//! Render state and per-frame dispatch: the single owned [`RenderContext`]
//! that replaces the reference renderer's global mutable state (camera,
//! light, buffers, object list, cursor, modes), plus the three host
//! entry points (`on_launch`, `update`, `process_input`) as methods on
//! it.

use std::path::Path;

use log::warn;

use crate::camera::Camera;
use crate::frustum::clip_triangle;
use crate::light::{AmbientLight, PointLight};
use crate::math::Vec3;
use crate::mesh::build_cube;
use crate::obj;
use crate::object::Object;
use crate::raster::{draw_normal, draw_wireframe_triangle, is_backface, rasterize_triangle, FrameBuffer, ShadingMode};

/// How a selected object's triangles are drawn.
#[derive(Debug, Clone, Copy, PartialEq, Eq, Default)]
pub enum RenderMode {
    Wireframe,
    #[default]
    Solid,
    SolidWireframe,
}

/// The enumerated set of keys `process_input` accepts.
#[derive(Debug, Clone, Copy, PartialEq, Eq)]
pub enum Key {
    Wireframe,
    Solid,
    SolidAndWireframe,
    Flat,
    Gouraud,
    Phong,
    RotateObjectPositive,
    RotateObjectNegative,
    ToggleNormals,
    CameraUp,
    CameraDown,
    LightLeft,
    LightRight,
    LightUp,
    LightDown,
    SelectObject(u8),
}

/// Per-second rates applied to a key event, scaled by the render
/// state's last frame delta — see [`RenderContext::process_input`].
const OBJECT_ROTATE_RATE: f32 = std::f32::consts::FRAC_PI_3; // 60 deg/s
const LIGHT_NUDGE_RATE: f32 = 50.0;
const CAMERA_MOVE_RATE: f32 = 5.0;

const WIREFRAME_COLOR: crate::color::Color = crate::color::Color::RED;
const OUTLINE_COLOR: crate::color::Color = crate::color::Color::YELLOW;

/// The single owned value holding everything the render-core design's
/// "process-wide mutable render state" describes: camera, light,
/// ambient term, render/shading modes, object list, selection cursor,
/// the normal-overlay flag, and the color/depth buffers.
pub struct RenderContext {
    camera: Camera,
    light: PointLight,
    ambient: AmbientLight,
    render_mode: RenderMode,
    shading_mode: ShadingMode,
    objects: Vec<Object>,
    cursor: usize,
    show_normals: bool,
    backface_culling: bool,
    framebuffer: FrameBuffer,
    last_delta: f32,
}

impl RenderContext {
    /// Loads every path in `obj_paths`, logging and skipping failures;
    /// if nothing loaded, inserts a fallback cube so the object list
    /// is never empty. Builds the camera, light, and ambient term with
    /// the reference renderer's literal defaults.
    pub fn on_launch(width: u32, height: u32, obj_paths: &[impl AsRef<Path>]) -> Self {
        let mut objects = Vec::new();
        for (id, path) in obj_paths.iter().enumerate() {
            match obj::load(path) {
                Ok(mesh) => objects.push(Object::new(id as u32, mesh)),
                Err(err) => warn!("skipping object: {err}"),
            }
        }
        if objects.is_empty() {
            objects.push(Object::new(0, build_cube()));
        }
        for obj in &mut objects {
            obj.set_scale(4.0);
            obj.set_translation(Vec3::new(0.0, 0.0, 12.0));
        }

        let aspect = width as f32 / height as f32;
        let camera = Camera::new(Vec3::ZERO, 20f32.to_radians(), aspect, 2.0);
        let light = PointLight::new(Vec3::new(-4.0, 10.0, 8.0), 0.8, 10.0);
        let ambient = AmbientLight::new(0.2);

        Self {
            camera,
            light,
            ambient,
            render_mode: RenderMode::Solid,
            shading_mode: ShadingMode::Flat,
            objects,
            cursor: 0,
            show_normals: false,
            backface_culling: true,
            framebuffer: FrameBuffer::new(width as usize, height as usize),
            last_delta: 0.0,
        }
    }

    pub fn framebuffer(&self) -> &FrameBuffer {
        &self.framebuffer
    }

    /// Clears both buffers, then draws the object at the cursor — the
    /// only object visible each frame until the cursor moves.
    pub fn update(&mut self, delta_seconds: f32) {
        self.last_delta = delta_seconds;
        self.framebuffer.clear();

        let Some(object) = self.objects.get(self.cursor) else {
            return;
        };
        if !self.camera.object_in_frustum(object) {
            return;
        }

        let model = object.model_matrix();
        let view = self.camera.view_matrix();
        let cull_backfaces = self.backface_culling && self.render_mode != RenderMode::Wireframe;

        for t in 0..object.mesh().triangle_count() {
            let [a, b, c] = object.mesh().triangle_vertices(t);
            let to_view = |v: crate::mesh::Vertex3| {
                let world_point = v.point * model;
                let world_normal = object.transform_normal(v.normal);
                crate::mesh::Vertex3::new(world_point * view, view.transform_direction(world_normal), v.color)
            };
            let v0 = to_view(a);
            let v1 = to_view(b);
            let v2 = to_view(c);

            if cull_backfaces && is_backface(&self.camera, v0.point, v1.point, v2.point) {
                continue;
            }

            let Some(clipped) = clip_triangle(self.camera.frustum(), v0, v1, v2) else {
                continue;
            };

            self.draw_clipped(clipped.first, clipped.second, clipped.is_split);
        }
    }

    fn draw_clipped(&mut self, first: [crate::mesh::Vertex3; 3], second: Option<[crate::mesh::Vertex3; 3]>, is_split: bool) {
        match self.render_mode {
            RenderMode::Solid => {
                self.shade(first);
                if let Some(second) = second {
                    self.shade(second);
                }
            }
            RenderMode::Wireframe => {
                self.outline(first, WIREFRAME_COLOR);
                // Documented quirk, preserved exactly: a split triangle
                // redraws the first sub-triangle's outline instead of
                // the second's.
                if is_split {
                    self.outline(first, WIREFRAME_COLOR);
                }
            }
            RenderMode::SolidWireframe => {
                self.shade(first);
                self.outline(first, OUTLINE_COLOR);
                if let Some(second) = second {
                    self.shade(second);
                    self.outline(second, OUTLINE_COLOR);
                }
            }
        }

        if self.show_normals {
            for v in first {
                draw_normal(&mut self.framebuffer, &self.camera, v);
            }
            if let Some(second) = second {
                for v in second {
                    draw_normal(&mut self.framebuffer, &self.camera, v);
                }
            }
        }
    }

    fn shade(&mut self, [v0, v1, v2]: [crate::mesh::Vertex3; 3]) {
        rasterize_triangle(&mut self.framebuffer, &self.camera, &self.light, &self.ambient, self.shading_mode, v0, v1, v2);
    }

    fn outline(&mut self, [v0, v1, v2]: [crate::mesh::Vertex3; 3], color: crate::color::Color) {
        draw_wireframe_triangle(&mut self.framebuffer, &self.camera, v0, v1, v2, color);
    }

    /// Mutates render state for one key event. Rates given "per
    /// second" in the key table are scaled by the delta recorded at
    /// the most recent `update` call.
    pub fn process_input(&mut self, key: Key) {
        let dt = self.last_delta;
        match key {
            Key::Wireframe => self.render_mode = RenderMode::Wireframe,
            Key::Solid => self.render_mode = RenderMode::Solid,
            Key::SolidAndWireframe => self.render_mode = RenderMode::SolidWireframe,
            Key::Flat => self.shading_mode = ShadingMode::Flat,
            Key::Gouraud => self.shading_mode = ShadingMode::Gouraud,
            Key::Phong => self.shading_mode = ShadingMode::Phong,
            Key::RotateObjectPositive => self.rotate_selected(OBJECT_ROTATE_RATE * dt),
            Key::RotateObjectNegative => self.rotate_selected(-OBJECT_ROTATE_RATE * dt),
            Key::ToggleNormals => self.show_normals = !self.show_normals,
            Key::CameraUp => self.camera.move_by(Vec3::new(0.0, -CAMERA_MOVE_RATE * dt, 0.0)),
            Key::CameraDown => self.camera.move_by(Vec3::new(0.0, CAMERA_MOVE_RATE * dt, 0.0)),
            Key::LightLeft => self.light.position = self.light.position - Vec3::new(LIGHT_NUDGE_RATE * dt, 0.0, 0.0),
            Key::LightRight => self.light.position = self.light.position + Vec3::new(LIGHT_NUDGE_RATE * dt, 0.0, 0.0),
            Key::LightUp => self.light.position = self.light.position + Vec3::new(0.0, LIGHT_NUDGE_RATE * dt, 0.0),
            Key::LightDown => self.light.position = self.light.position - Vec3::new(0.0, LIGHT_NUDGE_RATE * dt, 0.0),
            Key::SelectObject(slot) => {
                let index = slot.saturating_sub(1) as usize;
                if index < self.objects.len() {
                    self.cursor = index;
                }
            }
        }
    }

    fn rotate_selected(&mut self, radians: f32) {
        if let Some(object) = self.objects.get_mut(self.cursor) {
            object.rotate_y(radians);
        }
    }

    /// Consumes the context; buffers and objects are released by
    /// ordinary `Drop`. Kept as an explicit method so the host's
    /// "called exactly once, after the last `update`" contract has a
    /// checkable call site.
    pub fn on_shutdown(self) {}
}

#[cfg(test)]
mod tests {
    use super::*;

    fn no_objects() -> [&'static str; 0] {
        []
    }

    #[test]
    fn launch_with_no_objects_falls_back_to_one_cube() {
        let ctx = RenderContext::on_launch(64, 64, &no_objects());
        assert_eq!(ctx.objects.len(), 1);
    }

    #[test]
    fn initial_state_matches_reference_defaults() {
        let ctx = RenderContext::on_launch(64, 64, &no_objects());
        assert_eq!(ctx.render_mode, RenderMode::Solid);
        assert_eq!(ctx.shading_mode, ShadingMode::Flat);
        assert_eq!(ctx.cursor, 0);
        assert!(!ctx.show_normals);
    }

    #[test]
    fn selecting_nonexistent_slot_is_a_silent_no_op() {
        let mut ctx = RenderContext::on_launch(64, 64, &no_objects());
        ctx.process_input(Key::SelectObject(9));
        assert_eq!(ctx.cursor, 0);
    }

    #[test]
    fn selecting_existing_slot_moves_cursor() {
        let mut ctx = RenderContext::on_launch(64, 64, &no_objects());
        ctx.objects.push(Object::new(1, build_cube()));
        ctx.process_input(Key::SelectObject(2));
        assert_eq!(ctx.cursor, 1);
    }

    #[test]
    fn toggle_normals_flips_the_flag() {
        let mut ctx = RenderContext::on_launch(64, 64, &no_objects());
        ctx.process_input(Key::ToggleNormals);
        assert!(ctx.show_normals);
        ctx.process_input(Key::ToggleNormals);
        assert!(!ctx.show_normals);
    }

    #[test]
    fn solid_flat_cube_renders_pixels_and_clears_on_next_update() {
        let mut ctx = RenderContext::on_launch(64, 64, &no_objects());
        ctx.update(1.0 / 60.0);
        assert!(ctx.framebuffer().depth_buffer().iter().any(|&d| d > 0.0));
    }

    #[test]
    fn far_object_is_culled_and_buffer_stays_black() {
        let mut ctx = RenderContext::on_launch(64, 64, &no_objects());
        ctx.objects[0].set_translation(Vec3::new(0.0, 0.0, 1.0e6));
        ctx.update(1.0 / 60.0);
        assert!(ctx.framebuffer().depth_buffer().iter().all(|&d| d == 0.0));
    }

    #[test]
    fn only_selected_object_is_drawn() {
        let mut ctx = RenderContext::on_launch(64, 64, &no_objects());
        ctx.objects.push({
            let mut o = Object::new(1, build_cube());
            o.set_scale(4.0);
            o.set_translation(Vec3::new(100.0, 0.0, 12.0));
            o
        });
        ctx.process_input(Key::SelectObject(2));
        ctx.update(1.0 / 60.0);
        // cube 1 is far off-axis; only a drawn, on-axis object would
        // light pixels near the center of a 64x64 buffer.
        let center = 32 * 64 + 32;
        assert_eq!(ctx.framebuffer().depth_buffer()[center], 0.0);
    }
}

## WHAT THE TASK ASKS
From the very first line of the records down to the line with "use crate::object::Object;", please write out each line exactly, including both ends and no other lines.

## EXERCISE OUTPUT
//! Render state and per-frame dispatch: the single owned [`RenderContext`]
//! that replaces the reference renderer's global mutable state (camera,
//! light, buffers, object list, cursor, modes), plus the three host
//! entry points (`on_launch`, `update`, `process_input`) as methods on
//! it.

use std::path::Path;

use log::warn;

use crate::camera::Camera;
use crate::frustum::clip_triangle;
use crate::light::{AmbientLight, PointLight};
use crate::math::Vec3;
use crate::mesh::build_cube;
use crate::obj;
use crate::object::Object;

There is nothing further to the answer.